Stored data:
<<<<

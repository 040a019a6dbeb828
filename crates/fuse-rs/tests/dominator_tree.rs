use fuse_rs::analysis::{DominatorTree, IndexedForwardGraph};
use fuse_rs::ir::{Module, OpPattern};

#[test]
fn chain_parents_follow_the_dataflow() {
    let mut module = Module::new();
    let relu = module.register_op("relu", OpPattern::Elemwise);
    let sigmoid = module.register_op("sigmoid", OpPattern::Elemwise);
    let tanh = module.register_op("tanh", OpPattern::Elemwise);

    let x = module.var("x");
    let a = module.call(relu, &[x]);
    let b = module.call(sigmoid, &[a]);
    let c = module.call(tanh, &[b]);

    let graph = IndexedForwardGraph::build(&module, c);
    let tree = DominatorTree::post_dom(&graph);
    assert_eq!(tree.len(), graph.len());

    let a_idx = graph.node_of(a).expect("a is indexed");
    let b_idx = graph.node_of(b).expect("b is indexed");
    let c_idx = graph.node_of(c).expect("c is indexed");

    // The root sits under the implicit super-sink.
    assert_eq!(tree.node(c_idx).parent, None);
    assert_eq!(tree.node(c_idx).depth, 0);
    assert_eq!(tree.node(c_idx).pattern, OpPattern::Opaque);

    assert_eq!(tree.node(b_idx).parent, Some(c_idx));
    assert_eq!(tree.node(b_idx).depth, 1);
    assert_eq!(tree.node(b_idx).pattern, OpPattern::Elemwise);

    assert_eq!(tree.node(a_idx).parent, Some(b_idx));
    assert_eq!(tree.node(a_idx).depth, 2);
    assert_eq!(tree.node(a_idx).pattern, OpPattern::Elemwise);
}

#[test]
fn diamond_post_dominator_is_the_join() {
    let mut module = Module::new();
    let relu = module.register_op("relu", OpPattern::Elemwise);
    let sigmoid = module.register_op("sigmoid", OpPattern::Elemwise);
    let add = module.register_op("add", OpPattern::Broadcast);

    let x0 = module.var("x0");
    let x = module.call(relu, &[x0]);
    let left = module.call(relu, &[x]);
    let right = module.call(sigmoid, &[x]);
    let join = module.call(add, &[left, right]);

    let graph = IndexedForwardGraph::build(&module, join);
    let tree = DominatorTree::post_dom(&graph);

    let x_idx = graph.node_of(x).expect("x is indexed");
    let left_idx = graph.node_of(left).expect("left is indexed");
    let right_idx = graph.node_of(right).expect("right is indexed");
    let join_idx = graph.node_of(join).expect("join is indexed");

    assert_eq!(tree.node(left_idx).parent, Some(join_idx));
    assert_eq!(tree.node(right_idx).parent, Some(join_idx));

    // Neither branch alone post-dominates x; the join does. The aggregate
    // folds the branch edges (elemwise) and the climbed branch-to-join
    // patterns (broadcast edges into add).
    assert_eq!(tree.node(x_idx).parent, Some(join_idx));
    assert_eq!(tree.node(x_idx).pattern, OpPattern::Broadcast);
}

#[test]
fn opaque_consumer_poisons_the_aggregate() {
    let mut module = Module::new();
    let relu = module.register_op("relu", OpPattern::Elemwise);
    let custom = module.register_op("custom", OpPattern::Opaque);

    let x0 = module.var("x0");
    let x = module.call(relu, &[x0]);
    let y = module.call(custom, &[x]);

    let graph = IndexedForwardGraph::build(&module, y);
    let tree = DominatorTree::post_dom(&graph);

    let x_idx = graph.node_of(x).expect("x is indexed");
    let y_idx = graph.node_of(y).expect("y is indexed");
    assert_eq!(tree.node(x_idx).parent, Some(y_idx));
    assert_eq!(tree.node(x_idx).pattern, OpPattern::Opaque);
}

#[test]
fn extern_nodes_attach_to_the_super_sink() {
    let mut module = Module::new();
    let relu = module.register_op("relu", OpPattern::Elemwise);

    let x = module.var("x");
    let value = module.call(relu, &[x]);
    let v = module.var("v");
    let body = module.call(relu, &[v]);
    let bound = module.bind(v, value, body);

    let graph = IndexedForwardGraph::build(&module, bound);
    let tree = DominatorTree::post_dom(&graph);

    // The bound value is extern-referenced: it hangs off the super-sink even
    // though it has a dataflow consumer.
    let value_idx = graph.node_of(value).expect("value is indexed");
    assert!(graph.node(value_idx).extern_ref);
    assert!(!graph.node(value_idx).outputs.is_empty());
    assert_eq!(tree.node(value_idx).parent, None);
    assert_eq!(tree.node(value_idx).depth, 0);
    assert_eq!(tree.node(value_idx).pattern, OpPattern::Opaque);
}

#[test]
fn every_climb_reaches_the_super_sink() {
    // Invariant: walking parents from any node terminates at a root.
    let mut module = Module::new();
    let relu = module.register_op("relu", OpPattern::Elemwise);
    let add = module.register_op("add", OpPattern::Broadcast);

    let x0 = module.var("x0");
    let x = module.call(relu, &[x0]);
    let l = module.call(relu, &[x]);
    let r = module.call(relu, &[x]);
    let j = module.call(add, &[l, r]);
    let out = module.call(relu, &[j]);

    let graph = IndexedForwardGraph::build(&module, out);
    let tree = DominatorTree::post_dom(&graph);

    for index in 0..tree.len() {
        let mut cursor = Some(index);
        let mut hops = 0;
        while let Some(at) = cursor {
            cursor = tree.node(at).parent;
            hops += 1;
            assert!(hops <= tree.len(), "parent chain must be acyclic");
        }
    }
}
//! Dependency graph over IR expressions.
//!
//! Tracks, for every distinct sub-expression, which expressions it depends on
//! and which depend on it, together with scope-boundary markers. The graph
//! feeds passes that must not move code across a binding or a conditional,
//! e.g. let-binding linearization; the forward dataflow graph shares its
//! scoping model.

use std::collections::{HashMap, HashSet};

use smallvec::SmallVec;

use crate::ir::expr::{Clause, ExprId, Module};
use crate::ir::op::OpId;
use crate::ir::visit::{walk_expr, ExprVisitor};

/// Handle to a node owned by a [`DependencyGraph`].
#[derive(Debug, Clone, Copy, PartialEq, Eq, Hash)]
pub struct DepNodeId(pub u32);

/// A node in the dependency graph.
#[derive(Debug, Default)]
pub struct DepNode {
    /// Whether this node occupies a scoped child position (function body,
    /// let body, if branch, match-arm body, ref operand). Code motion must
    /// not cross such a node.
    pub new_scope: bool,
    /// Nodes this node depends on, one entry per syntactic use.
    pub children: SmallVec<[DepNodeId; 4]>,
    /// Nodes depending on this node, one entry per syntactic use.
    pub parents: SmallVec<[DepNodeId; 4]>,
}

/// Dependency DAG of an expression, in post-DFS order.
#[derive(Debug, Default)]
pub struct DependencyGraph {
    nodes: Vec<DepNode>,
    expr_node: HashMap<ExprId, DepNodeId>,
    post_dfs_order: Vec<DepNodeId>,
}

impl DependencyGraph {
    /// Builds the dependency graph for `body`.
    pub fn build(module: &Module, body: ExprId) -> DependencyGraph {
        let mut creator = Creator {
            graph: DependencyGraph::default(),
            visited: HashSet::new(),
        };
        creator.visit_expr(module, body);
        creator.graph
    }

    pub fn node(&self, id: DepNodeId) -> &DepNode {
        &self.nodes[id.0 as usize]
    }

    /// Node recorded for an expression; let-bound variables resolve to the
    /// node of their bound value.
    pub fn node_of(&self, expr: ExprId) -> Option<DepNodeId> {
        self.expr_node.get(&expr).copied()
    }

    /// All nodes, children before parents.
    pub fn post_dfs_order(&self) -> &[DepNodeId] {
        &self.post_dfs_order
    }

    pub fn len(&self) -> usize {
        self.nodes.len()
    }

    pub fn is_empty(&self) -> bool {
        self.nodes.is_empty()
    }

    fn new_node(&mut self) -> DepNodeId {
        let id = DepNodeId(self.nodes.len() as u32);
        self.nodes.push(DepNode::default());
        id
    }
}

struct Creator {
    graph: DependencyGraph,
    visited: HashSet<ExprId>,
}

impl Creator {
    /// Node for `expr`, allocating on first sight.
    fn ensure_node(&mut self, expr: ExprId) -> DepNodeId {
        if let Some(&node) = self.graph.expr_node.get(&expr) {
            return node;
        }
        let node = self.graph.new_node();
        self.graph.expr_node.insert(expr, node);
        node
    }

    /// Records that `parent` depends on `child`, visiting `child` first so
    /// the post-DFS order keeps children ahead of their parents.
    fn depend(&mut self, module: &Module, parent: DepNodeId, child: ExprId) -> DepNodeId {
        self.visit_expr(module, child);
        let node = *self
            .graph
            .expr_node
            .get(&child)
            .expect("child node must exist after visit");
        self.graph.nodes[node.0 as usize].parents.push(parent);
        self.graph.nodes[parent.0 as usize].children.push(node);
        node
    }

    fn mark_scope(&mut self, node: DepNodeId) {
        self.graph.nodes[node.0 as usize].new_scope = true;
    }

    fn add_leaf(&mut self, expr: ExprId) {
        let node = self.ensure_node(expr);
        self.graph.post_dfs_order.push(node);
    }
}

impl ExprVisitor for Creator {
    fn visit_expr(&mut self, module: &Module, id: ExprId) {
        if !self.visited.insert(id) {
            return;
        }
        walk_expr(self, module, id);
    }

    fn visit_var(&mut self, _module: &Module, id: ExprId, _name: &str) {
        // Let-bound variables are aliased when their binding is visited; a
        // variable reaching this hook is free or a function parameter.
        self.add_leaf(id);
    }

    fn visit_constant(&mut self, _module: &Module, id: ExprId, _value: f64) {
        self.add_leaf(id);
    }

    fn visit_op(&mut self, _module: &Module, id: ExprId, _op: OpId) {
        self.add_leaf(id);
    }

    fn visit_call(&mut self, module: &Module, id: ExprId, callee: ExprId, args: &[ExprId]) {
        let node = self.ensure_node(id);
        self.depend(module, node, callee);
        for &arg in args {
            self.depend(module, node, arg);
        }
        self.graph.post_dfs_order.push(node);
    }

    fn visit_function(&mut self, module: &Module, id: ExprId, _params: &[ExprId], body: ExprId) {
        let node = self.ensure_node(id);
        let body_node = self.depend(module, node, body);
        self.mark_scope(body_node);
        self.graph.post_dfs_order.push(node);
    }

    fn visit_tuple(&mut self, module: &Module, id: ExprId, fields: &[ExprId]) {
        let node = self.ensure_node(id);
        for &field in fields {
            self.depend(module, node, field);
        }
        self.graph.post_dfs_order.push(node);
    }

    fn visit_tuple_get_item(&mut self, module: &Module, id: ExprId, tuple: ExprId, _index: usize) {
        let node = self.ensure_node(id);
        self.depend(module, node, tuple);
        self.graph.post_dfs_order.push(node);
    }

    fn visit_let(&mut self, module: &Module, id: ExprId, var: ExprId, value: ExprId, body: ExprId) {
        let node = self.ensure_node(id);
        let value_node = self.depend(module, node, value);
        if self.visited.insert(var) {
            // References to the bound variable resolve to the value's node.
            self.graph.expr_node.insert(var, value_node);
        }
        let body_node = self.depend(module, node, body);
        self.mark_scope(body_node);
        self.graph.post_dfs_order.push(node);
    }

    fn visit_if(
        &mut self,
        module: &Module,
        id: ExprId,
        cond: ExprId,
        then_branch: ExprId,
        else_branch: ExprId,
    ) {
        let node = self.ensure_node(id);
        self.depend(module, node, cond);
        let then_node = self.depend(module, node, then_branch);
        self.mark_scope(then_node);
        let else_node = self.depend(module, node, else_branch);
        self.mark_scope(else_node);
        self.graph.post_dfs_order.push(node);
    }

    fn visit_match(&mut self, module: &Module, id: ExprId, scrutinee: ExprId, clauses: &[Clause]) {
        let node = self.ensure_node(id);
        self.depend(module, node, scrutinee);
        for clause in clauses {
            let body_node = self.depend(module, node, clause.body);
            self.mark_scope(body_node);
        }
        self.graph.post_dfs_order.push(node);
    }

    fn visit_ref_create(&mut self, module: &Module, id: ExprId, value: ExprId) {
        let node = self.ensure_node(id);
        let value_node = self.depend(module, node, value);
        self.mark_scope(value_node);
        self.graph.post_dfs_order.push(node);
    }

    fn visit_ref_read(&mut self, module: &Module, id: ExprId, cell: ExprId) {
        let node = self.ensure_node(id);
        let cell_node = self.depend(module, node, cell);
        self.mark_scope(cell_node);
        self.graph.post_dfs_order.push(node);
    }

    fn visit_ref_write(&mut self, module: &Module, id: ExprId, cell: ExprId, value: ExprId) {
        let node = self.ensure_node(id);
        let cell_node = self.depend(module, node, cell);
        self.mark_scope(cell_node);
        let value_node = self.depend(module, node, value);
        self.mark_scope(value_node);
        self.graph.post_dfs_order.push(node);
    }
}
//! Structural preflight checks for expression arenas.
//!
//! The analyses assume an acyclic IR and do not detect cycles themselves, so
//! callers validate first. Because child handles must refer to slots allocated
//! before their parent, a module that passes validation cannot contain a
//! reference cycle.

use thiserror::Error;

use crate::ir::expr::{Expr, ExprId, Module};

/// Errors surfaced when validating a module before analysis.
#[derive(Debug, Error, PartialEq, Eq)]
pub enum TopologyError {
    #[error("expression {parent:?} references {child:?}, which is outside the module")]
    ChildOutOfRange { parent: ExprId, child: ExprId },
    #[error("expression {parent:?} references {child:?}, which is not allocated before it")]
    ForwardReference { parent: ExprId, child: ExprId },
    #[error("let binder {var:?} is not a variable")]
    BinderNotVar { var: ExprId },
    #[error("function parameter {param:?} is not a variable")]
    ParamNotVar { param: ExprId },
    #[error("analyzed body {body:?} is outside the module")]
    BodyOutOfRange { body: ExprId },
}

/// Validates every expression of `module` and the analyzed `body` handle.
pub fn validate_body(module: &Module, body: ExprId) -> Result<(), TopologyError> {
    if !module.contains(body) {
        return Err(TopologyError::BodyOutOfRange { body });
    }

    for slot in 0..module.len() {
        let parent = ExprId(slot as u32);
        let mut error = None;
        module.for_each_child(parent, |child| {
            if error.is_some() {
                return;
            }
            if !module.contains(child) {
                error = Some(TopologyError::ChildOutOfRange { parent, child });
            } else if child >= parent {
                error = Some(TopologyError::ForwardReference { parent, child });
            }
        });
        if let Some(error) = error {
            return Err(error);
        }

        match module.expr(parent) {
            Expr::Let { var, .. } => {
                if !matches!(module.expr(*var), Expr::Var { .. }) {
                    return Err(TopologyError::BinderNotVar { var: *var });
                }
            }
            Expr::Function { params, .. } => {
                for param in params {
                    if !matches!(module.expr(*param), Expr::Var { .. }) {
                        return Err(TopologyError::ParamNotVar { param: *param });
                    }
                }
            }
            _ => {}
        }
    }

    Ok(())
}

>>>>

PROMPT: For this task, write out exactly the lines of the entries above, starting at the line with "their bound value." and ending at the line with "pub fn post_dfs_order(&self)", both included, and no others.

RESULT:
    /// node of their bound value.
    pub fn node_of(&self, expr: ExprId) -> Option<DepNodeId> {
        self.expr_node.get(&expr).copied()
    }

    /// All nodes, children before parents.
    pub fn post_dfs_order(&self) -> &[DepNodeId] {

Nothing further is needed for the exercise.